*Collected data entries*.

= = = =

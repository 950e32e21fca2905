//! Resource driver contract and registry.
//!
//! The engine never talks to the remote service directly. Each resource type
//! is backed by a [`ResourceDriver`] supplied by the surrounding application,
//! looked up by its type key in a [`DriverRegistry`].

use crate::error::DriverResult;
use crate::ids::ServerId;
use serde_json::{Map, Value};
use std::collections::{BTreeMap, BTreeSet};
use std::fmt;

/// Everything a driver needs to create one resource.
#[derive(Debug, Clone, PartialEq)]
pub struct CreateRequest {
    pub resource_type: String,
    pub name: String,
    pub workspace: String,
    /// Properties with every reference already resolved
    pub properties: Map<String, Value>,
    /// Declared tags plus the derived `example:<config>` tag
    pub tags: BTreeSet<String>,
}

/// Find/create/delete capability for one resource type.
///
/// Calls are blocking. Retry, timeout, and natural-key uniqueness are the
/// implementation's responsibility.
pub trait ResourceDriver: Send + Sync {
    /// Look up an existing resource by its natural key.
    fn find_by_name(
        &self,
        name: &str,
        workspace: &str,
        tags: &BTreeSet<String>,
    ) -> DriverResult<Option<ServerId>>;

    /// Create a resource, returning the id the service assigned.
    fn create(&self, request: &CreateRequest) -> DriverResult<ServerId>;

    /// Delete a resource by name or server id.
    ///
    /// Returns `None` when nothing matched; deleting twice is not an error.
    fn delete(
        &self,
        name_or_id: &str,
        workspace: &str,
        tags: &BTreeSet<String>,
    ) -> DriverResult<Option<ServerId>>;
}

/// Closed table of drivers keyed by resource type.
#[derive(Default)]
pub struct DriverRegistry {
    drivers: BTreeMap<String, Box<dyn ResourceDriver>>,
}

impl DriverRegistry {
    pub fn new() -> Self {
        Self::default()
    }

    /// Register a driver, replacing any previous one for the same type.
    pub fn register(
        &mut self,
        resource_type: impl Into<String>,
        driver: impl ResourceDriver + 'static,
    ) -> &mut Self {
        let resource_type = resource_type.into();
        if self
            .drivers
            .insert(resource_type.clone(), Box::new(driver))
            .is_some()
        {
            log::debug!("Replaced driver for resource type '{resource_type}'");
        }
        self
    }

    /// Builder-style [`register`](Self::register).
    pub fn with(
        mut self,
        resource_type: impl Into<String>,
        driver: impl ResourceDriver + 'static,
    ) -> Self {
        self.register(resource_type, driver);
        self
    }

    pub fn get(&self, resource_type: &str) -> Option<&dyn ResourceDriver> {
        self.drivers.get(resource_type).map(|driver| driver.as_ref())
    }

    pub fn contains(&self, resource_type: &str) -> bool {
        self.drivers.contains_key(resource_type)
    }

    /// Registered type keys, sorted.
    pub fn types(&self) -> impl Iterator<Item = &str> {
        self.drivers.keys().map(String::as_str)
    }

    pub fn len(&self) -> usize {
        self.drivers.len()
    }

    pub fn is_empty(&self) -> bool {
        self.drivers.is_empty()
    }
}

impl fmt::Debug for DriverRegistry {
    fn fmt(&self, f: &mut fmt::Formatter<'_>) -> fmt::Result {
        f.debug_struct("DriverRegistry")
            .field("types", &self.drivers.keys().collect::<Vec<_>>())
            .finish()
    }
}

= = = =

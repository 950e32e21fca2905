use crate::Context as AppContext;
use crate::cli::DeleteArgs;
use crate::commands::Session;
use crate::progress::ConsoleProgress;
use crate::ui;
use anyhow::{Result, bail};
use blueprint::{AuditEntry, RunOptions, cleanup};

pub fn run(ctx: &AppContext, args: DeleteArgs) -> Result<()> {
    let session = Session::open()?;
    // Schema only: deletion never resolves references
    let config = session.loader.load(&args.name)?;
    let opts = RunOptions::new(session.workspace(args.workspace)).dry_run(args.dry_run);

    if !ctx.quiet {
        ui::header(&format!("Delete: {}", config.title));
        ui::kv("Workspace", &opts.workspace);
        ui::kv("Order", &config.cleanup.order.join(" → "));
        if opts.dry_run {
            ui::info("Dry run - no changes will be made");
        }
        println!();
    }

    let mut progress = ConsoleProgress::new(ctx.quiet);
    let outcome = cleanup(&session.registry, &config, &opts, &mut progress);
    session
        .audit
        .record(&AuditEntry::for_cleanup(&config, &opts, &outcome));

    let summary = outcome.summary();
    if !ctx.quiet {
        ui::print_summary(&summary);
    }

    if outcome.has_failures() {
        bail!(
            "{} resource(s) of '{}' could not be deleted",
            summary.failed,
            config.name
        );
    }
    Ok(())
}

= = = =

*WHAT THE TASK ASKS*. What you return must be an exact retyping of the lines above starting at the line with "use crate::progress::ConsoleProgress;" and ending at the line with "config.name", and nothing besides.

*WRITTEN RESPONSE*.
use crate::progress::ConsoleProgress;
use crate::ui;
use anyhow::{Result, bail};
use blueprint::{AuditEntry, RunOptions, cleanup};

pub fn run(ctx: &AppContext, args: DeleteArgs) -> Result<()> {
    let session = Session::open()?;
    // Schema only: deletion never resolves references
    let config = session.loader.load(&args.name)?;
    let opts = RunOptions::new(session.workspace(args.workspace)).dry_run(args.dry_run);

    if !ctx.quiet {
        ui::header(&format!("Delete: {}", config.title));
        ui::kv("Workspace", &opts.workspace);
        ui::kv("Order", &config.cleanup.order.join(" → "));
        if opts.dry_run {
            ui::info("Dry run - no changes will be made");
        }
        println!();
    }

    let mut progress = ConsoleProgress::new(ctx.quiet);
    let outcome = cleanup(&session.registry, &config, &opts, &mut progress);
    session
        .audit
        .record(&AuditEntry::for_cleanup(&config, &opts, &outcome));

    let summary = outcome.summary();
    if !ctx.quiet {
        ui::print_summary(&summary);
    }

    if outcome.has_failures() {
        bail!(
            "{} resource(s) of '{}' could not be deleted",
            summary.failed,
            config.name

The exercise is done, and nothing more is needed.